(What the exercise asks)
Output range, inclusive: from the line containing "filename crates/news-sync/src/stream.rs" to the line containing "unregistered exactly once.". Restate those lines from the data below word for word and only those.

[Records contained in a dataset]
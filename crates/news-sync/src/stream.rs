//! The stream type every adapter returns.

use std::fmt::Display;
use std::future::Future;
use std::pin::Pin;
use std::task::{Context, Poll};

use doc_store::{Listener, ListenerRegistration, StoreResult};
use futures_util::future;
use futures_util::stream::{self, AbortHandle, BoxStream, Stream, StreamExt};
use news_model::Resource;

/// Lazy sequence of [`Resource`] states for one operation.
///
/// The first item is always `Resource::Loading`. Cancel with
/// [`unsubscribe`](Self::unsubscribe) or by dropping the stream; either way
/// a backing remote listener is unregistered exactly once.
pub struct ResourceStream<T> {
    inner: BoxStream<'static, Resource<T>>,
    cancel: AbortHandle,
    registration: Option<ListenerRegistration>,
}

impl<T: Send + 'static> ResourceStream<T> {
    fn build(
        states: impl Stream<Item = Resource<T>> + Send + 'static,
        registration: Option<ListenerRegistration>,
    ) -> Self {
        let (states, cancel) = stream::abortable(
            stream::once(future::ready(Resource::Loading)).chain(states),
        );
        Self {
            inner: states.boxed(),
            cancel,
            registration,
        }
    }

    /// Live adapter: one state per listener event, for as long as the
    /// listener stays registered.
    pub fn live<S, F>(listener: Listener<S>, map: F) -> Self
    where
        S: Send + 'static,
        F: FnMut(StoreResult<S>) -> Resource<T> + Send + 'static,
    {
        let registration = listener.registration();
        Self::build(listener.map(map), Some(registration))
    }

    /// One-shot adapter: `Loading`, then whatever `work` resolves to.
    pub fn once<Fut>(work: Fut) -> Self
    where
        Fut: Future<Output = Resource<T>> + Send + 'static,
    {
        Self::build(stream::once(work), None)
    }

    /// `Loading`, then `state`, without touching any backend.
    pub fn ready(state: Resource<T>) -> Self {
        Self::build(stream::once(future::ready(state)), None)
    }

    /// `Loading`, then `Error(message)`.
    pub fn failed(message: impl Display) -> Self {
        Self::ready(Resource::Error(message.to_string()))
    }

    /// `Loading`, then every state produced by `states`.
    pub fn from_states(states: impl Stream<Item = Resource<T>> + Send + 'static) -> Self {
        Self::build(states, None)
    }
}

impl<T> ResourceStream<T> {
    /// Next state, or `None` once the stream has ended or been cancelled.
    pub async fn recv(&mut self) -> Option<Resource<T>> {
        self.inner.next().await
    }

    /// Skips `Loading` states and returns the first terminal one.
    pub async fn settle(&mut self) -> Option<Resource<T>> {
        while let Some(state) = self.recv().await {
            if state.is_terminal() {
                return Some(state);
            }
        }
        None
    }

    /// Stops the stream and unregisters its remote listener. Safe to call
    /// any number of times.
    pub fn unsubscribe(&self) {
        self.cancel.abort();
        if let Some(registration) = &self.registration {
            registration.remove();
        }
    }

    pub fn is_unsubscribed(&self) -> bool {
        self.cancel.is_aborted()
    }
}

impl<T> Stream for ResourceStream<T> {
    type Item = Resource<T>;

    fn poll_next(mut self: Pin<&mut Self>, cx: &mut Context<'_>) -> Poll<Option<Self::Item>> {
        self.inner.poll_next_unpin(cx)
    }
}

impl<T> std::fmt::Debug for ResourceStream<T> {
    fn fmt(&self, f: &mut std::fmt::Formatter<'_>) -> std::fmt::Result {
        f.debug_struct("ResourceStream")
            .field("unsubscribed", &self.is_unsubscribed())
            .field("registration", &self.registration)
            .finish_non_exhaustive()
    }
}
--
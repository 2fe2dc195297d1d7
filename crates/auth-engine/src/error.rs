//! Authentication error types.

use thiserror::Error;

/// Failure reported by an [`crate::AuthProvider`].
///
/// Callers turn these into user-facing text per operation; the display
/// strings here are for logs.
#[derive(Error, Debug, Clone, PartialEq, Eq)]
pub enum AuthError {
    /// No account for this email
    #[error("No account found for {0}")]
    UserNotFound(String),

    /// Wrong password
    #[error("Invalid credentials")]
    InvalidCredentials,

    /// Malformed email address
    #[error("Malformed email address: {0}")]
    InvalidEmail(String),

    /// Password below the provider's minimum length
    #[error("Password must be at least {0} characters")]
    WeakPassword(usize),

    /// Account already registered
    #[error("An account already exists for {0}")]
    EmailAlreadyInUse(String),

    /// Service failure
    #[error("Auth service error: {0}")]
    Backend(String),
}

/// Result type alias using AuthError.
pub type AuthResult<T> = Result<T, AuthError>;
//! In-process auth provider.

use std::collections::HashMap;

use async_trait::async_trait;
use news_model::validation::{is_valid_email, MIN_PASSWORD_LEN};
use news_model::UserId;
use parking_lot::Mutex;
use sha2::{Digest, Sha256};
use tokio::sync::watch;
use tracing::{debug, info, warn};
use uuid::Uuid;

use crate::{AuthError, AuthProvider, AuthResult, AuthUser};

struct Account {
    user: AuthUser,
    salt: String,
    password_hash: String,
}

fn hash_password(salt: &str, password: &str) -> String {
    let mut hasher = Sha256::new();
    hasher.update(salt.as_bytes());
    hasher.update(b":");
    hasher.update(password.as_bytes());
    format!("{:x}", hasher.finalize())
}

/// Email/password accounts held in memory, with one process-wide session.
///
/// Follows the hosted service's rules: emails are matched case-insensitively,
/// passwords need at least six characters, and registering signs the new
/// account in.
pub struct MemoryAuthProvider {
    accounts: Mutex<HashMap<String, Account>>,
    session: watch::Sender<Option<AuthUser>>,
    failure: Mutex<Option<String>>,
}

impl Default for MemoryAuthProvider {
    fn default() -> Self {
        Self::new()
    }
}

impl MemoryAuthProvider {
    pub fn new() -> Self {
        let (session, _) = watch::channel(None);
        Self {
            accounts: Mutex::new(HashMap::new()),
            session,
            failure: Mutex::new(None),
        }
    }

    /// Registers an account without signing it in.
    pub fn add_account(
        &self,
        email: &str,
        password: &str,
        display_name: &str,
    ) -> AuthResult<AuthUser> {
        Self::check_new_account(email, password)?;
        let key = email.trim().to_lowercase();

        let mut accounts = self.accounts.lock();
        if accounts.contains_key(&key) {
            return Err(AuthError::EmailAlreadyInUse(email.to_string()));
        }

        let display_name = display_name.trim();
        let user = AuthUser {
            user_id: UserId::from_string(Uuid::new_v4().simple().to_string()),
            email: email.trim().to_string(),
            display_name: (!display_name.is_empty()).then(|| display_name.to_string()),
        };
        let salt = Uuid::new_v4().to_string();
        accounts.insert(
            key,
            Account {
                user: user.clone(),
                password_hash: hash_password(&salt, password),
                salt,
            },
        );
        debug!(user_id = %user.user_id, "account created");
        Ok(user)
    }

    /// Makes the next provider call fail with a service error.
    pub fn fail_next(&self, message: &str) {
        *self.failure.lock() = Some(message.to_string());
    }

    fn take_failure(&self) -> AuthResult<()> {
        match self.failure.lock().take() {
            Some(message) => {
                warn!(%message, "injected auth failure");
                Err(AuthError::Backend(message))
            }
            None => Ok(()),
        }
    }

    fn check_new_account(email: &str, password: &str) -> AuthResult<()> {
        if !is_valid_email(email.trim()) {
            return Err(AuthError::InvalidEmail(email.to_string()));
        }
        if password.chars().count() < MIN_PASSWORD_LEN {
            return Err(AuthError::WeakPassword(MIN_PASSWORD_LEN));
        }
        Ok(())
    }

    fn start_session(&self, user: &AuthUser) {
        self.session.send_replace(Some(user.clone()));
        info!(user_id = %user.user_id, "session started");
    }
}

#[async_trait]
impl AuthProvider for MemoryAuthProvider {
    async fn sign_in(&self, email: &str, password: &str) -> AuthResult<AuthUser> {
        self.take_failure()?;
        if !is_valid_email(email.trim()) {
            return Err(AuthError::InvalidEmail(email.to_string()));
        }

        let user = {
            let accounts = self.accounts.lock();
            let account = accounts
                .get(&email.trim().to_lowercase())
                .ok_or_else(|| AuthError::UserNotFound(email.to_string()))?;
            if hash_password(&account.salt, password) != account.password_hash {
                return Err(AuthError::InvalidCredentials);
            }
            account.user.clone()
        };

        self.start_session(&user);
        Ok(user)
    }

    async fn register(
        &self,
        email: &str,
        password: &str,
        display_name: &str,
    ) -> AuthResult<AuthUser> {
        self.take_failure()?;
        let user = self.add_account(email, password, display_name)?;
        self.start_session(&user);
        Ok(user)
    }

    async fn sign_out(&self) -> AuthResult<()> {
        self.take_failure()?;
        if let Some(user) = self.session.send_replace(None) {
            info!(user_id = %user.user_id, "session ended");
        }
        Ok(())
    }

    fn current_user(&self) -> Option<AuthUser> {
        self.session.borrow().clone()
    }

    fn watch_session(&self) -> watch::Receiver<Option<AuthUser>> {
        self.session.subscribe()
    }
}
---
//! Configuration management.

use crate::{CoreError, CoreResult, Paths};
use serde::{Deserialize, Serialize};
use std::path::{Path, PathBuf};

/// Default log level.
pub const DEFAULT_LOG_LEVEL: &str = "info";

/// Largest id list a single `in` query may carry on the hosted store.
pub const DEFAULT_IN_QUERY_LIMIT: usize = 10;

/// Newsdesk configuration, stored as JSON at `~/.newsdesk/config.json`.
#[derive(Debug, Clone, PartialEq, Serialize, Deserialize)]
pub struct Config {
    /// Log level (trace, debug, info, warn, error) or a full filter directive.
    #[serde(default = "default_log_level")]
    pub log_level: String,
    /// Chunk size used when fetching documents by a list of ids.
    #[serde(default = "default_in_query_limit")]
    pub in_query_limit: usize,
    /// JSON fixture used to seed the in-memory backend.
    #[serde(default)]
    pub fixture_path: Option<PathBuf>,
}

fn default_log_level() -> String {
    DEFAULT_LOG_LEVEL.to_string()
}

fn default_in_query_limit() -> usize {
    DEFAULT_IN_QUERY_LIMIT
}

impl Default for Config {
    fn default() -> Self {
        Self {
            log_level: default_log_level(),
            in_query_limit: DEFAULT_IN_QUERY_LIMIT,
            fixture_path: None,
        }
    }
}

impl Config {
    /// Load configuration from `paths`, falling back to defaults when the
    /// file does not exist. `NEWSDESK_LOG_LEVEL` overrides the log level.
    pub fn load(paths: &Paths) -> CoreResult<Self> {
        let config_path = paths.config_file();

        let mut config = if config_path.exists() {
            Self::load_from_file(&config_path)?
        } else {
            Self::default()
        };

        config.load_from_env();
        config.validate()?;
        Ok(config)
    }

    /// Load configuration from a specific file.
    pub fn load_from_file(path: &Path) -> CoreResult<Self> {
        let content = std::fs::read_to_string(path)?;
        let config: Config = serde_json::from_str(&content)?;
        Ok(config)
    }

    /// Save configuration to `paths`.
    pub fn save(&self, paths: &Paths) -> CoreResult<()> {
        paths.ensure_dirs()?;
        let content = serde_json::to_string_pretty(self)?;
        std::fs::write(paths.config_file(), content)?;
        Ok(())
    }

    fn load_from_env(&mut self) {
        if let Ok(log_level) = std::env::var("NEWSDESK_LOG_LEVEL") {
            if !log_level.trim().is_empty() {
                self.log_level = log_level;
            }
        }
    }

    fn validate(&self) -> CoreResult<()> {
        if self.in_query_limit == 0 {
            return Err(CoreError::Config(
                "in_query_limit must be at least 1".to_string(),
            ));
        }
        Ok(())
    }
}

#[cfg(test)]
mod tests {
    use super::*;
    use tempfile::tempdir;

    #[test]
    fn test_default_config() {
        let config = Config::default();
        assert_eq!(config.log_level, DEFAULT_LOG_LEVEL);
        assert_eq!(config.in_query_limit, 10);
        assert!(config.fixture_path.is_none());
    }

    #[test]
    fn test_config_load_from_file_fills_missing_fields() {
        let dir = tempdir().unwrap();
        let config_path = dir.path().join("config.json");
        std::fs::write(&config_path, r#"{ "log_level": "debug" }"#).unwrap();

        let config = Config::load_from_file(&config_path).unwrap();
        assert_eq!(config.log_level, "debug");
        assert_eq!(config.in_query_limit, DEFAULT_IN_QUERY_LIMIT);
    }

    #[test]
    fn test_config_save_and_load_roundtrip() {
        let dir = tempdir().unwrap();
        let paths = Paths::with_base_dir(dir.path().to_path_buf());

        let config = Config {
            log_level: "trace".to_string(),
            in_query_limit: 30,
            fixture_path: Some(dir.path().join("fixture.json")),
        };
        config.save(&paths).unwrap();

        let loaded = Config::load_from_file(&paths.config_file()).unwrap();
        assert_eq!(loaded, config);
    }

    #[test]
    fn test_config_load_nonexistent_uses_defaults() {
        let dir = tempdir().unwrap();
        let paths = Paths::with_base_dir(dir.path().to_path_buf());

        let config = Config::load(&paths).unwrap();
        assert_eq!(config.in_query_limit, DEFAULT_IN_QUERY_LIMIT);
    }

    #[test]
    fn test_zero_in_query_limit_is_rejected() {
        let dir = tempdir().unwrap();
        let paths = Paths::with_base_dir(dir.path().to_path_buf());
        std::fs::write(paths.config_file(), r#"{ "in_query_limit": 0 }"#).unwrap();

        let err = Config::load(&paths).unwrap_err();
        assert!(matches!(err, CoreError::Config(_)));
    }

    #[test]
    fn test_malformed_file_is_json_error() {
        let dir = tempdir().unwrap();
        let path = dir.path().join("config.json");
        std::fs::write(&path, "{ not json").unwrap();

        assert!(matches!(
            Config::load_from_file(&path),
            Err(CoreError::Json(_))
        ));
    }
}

(Exercise answer)
filename crates/news-sync/src/stream.rs
//! The stream type every adapter returns.

use std::fmt::Display;
use std::future::Future;
use std::pin::Pin;
use std::task::{Context, Poll};

use doc_store::{Listener, ListenerRegistration, StoreResult};
use futures_util::future;
use futures_util::stream::{self, AbortHandle, BoxStream, Stream, StreamExt};
use news_model::Resource;

/// Lazy sequence of [`Resource`] states for one operation.
///
/// The first item is always `Resource::Loading`. Cancel with
/// [`unsubscribe`](Self::unsubscribe) or by dropping the stream; either way
/// a backing remote listener is unregistered exactly once.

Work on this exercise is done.